→ EXERCISE REQUIREMENTS:
Check every line below for the word "Connection" and copy each one that has it.

→ EXERCISE INPUTS:
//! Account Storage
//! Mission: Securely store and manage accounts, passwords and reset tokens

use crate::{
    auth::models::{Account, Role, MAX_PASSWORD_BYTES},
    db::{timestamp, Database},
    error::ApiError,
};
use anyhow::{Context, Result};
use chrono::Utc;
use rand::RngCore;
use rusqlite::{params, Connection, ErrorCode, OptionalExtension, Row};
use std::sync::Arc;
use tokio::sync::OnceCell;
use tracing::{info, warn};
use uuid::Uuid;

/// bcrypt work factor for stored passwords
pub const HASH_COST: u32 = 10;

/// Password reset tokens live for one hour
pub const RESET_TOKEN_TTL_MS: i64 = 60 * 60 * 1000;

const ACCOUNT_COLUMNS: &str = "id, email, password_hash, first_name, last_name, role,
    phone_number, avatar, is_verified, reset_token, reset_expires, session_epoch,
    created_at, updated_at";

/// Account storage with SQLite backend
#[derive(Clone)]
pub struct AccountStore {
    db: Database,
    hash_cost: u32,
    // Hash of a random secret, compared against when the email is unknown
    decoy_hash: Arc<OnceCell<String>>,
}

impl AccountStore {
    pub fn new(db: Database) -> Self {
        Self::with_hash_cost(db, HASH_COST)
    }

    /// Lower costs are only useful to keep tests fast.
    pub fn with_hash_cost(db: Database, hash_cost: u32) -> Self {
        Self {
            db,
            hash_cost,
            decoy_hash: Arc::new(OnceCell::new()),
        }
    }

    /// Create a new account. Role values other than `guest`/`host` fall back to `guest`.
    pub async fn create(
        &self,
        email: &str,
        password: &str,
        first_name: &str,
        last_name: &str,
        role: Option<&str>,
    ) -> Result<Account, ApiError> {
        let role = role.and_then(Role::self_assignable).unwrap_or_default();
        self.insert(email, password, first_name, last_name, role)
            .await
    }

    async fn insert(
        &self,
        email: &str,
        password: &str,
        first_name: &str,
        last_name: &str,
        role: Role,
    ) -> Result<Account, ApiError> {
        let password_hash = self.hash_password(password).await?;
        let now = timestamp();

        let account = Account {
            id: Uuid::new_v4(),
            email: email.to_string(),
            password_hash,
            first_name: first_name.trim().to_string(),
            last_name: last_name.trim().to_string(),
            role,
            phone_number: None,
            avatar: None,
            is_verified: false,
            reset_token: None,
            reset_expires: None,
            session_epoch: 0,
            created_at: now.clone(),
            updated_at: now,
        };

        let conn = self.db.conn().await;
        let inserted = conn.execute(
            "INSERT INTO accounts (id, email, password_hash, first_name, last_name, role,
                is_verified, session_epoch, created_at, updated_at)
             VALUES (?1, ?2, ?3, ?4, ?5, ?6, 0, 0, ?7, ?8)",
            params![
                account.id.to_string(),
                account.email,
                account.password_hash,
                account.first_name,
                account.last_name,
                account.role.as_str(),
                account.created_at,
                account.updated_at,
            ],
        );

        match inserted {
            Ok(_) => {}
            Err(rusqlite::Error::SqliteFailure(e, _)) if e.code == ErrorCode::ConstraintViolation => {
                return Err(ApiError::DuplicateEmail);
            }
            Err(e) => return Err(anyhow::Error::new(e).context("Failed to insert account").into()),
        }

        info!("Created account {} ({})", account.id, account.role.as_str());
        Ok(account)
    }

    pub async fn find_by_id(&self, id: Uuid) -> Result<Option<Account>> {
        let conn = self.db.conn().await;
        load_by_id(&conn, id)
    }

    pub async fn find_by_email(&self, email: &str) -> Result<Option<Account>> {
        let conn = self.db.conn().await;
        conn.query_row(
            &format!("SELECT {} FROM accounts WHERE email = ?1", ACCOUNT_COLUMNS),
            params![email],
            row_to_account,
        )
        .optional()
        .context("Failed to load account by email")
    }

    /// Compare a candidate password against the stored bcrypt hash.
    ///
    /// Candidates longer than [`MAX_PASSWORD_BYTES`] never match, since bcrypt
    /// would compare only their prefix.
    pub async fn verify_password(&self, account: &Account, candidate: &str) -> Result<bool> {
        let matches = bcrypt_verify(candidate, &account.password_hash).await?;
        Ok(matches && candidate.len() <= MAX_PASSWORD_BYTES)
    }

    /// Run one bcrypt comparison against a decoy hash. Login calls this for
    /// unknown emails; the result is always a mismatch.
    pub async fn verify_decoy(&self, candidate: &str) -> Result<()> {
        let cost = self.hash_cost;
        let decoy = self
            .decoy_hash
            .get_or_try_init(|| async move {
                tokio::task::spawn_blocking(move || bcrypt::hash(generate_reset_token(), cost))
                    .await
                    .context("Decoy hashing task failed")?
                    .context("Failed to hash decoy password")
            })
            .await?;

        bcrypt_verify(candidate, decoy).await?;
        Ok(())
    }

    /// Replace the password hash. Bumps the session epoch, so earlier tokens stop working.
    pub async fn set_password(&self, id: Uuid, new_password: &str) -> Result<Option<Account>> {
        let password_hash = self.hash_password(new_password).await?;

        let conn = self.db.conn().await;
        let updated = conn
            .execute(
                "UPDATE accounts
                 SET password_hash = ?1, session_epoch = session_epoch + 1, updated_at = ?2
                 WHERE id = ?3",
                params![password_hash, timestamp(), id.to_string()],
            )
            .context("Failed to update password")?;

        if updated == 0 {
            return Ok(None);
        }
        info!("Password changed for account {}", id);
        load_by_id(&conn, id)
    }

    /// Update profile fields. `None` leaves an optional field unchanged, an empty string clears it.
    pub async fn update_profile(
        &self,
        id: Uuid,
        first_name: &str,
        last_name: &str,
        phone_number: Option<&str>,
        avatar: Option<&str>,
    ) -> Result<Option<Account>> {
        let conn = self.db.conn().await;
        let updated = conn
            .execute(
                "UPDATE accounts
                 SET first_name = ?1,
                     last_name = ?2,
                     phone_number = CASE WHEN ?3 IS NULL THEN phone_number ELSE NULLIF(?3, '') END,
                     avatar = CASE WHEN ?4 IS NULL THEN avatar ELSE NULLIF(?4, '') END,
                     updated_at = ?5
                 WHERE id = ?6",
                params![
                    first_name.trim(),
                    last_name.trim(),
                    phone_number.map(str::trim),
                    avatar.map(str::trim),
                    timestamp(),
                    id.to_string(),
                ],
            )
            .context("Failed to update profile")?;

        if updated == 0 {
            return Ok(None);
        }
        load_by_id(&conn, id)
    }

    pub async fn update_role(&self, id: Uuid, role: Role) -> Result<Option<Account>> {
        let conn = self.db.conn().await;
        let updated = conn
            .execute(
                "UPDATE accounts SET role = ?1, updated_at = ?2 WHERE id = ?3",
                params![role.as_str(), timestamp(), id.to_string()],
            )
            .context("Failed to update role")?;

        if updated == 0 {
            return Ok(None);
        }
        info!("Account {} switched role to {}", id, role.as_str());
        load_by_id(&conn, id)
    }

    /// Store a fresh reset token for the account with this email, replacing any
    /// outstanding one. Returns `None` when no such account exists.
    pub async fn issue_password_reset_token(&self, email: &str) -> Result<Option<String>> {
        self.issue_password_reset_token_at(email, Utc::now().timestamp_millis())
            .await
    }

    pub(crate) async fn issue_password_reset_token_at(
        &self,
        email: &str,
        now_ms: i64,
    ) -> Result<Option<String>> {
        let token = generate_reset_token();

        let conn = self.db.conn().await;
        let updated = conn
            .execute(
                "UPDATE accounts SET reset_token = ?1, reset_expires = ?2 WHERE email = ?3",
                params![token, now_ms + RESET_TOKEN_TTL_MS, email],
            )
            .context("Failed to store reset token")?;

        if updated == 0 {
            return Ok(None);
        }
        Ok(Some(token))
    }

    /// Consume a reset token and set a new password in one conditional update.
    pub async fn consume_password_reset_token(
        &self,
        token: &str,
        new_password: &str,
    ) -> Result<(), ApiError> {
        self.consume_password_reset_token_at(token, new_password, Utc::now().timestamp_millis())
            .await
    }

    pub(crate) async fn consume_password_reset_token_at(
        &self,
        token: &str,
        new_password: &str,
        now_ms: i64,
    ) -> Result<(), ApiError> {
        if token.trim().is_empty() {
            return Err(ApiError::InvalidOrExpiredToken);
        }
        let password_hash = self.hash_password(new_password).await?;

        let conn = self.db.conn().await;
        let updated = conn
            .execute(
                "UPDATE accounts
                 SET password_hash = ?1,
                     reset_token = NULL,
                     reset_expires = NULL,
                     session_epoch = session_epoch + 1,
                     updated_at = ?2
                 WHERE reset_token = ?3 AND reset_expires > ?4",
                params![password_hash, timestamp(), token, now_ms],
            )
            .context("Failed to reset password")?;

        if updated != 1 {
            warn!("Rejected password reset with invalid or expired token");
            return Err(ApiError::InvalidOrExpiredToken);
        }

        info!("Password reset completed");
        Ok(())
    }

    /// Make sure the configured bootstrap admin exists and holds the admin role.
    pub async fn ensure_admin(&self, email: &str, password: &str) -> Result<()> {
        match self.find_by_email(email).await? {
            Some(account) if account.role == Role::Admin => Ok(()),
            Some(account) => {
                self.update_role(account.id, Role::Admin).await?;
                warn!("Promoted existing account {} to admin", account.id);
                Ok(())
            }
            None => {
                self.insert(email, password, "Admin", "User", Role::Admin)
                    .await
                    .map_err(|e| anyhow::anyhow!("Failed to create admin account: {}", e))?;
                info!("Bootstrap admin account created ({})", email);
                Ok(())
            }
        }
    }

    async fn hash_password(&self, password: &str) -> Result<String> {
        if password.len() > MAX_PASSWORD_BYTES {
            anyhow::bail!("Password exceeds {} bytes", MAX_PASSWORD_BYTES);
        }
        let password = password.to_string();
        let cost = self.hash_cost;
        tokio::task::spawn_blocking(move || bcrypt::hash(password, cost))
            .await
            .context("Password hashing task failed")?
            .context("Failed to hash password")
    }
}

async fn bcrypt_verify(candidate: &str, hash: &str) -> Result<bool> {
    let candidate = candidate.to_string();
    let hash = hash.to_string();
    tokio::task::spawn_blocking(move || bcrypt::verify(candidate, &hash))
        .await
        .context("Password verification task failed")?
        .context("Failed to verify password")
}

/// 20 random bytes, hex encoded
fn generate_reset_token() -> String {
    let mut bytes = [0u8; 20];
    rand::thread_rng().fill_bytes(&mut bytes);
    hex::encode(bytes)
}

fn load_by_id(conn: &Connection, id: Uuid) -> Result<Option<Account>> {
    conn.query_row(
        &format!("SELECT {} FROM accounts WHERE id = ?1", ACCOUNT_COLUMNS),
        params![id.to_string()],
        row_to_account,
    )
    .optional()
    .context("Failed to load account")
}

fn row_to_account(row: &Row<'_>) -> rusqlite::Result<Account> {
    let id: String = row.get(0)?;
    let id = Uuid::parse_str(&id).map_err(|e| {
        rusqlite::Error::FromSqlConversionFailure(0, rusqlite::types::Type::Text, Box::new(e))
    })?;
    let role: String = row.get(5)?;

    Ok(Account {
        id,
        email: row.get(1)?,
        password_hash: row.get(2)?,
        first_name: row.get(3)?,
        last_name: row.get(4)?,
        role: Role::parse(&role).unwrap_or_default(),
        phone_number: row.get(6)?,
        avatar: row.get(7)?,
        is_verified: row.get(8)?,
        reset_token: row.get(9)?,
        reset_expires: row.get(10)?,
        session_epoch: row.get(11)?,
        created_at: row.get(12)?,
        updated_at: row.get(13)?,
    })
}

→ ANSWER SPACE:
use rusqlite::{params, Connection, ErrorCode, OptionalExtension, Row};
fn load_by_id(conn: &Connection, id: Uuid) -> Result<Option<Account>> {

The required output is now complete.